Stored items
---
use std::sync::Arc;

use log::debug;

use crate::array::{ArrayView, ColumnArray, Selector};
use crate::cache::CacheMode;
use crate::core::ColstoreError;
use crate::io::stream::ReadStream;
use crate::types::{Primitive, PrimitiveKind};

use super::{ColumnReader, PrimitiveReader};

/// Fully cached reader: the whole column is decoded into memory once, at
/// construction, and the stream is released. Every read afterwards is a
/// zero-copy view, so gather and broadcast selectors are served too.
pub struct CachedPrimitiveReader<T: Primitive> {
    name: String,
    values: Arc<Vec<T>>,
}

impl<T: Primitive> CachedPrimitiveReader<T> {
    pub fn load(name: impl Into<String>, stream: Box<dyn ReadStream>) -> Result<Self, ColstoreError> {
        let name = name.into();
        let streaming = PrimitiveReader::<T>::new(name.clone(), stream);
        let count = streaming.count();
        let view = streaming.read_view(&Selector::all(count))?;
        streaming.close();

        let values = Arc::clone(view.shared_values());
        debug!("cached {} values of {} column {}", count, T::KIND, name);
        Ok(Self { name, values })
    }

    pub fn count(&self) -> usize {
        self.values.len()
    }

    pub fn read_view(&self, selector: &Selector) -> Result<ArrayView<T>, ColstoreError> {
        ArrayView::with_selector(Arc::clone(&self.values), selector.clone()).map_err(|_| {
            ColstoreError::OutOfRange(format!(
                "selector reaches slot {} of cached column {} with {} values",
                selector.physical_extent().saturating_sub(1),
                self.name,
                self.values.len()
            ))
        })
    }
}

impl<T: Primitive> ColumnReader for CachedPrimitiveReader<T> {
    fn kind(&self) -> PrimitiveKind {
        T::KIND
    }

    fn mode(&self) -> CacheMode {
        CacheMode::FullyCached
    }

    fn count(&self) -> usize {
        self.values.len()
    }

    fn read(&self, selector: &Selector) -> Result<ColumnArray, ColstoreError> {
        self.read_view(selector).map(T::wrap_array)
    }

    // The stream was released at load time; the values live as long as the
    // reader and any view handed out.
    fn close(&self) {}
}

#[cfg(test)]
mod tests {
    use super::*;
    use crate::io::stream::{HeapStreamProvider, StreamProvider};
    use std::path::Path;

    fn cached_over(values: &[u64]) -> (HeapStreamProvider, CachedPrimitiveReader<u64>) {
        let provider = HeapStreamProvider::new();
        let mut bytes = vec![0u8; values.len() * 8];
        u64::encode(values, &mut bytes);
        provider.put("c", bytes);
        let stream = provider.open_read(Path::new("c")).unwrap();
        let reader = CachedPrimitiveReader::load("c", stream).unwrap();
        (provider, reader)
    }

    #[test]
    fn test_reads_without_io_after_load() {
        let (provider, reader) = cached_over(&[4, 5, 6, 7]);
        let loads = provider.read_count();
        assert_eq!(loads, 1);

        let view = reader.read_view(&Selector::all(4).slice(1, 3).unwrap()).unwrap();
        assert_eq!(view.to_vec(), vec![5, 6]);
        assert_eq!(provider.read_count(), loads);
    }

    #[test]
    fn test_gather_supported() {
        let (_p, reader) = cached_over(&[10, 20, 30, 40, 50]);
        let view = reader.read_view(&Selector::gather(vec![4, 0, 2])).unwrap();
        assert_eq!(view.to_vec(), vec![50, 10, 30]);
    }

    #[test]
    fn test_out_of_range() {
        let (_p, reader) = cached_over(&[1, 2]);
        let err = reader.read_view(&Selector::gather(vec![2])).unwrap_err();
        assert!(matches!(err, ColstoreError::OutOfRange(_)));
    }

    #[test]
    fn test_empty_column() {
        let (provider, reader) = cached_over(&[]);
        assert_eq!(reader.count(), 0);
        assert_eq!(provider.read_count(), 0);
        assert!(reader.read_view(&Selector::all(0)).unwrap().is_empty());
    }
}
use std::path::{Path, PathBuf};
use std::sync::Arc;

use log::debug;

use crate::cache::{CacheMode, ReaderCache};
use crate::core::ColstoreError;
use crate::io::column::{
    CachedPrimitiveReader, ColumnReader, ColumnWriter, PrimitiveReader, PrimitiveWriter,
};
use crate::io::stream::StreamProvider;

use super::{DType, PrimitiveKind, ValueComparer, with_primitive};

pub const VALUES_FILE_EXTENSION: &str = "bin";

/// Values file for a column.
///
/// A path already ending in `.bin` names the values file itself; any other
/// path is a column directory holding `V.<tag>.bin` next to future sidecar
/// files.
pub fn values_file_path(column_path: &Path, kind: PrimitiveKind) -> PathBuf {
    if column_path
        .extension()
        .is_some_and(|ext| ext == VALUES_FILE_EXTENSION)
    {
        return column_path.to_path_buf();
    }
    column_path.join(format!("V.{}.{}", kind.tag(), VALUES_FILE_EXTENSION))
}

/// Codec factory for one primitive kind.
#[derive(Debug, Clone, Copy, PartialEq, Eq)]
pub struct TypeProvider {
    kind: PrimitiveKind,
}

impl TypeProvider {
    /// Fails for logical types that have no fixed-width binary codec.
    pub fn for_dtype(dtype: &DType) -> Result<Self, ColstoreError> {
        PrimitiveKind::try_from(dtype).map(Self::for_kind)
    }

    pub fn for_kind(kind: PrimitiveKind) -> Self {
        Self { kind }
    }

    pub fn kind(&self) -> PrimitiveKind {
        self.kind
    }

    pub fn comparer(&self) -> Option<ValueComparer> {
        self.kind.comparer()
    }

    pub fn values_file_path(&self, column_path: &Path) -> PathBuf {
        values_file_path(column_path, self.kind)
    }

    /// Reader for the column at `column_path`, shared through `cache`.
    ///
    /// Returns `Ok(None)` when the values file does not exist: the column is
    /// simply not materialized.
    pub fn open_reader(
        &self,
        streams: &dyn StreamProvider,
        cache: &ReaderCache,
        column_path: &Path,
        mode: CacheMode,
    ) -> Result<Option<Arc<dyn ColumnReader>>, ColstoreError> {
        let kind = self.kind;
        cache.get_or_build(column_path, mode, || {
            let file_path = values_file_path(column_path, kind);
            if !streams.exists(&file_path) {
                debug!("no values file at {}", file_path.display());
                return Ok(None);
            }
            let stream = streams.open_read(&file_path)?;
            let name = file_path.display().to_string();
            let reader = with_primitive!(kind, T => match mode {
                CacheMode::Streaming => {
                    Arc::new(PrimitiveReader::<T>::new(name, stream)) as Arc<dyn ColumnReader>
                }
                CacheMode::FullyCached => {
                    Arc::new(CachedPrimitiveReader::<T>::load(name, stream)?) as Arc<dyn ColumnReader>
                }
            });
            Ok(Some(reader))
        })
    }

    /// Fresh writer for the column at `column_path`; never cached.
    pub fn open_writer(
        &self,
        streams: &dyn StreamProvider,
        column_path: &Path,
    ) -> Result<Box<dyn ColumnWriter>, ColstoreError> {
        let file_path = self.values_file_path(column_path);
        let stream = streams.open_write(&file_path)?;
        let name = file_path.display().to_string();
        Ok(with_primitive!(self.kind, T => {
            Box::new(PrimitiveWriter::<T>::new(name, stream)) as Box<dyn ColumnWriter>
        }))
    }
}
---
Problem details :: As you read the records above, find each line that contains "PathBuf" and copy it.

Result ::
use std::path::{Path, PathBuf};
pub fn values_file_path(column_path: &Path, kind: PrimitiveKind) -> PathBuf {
    pub fn values_file_path(&self, column_path: &Path) -> PathBuf {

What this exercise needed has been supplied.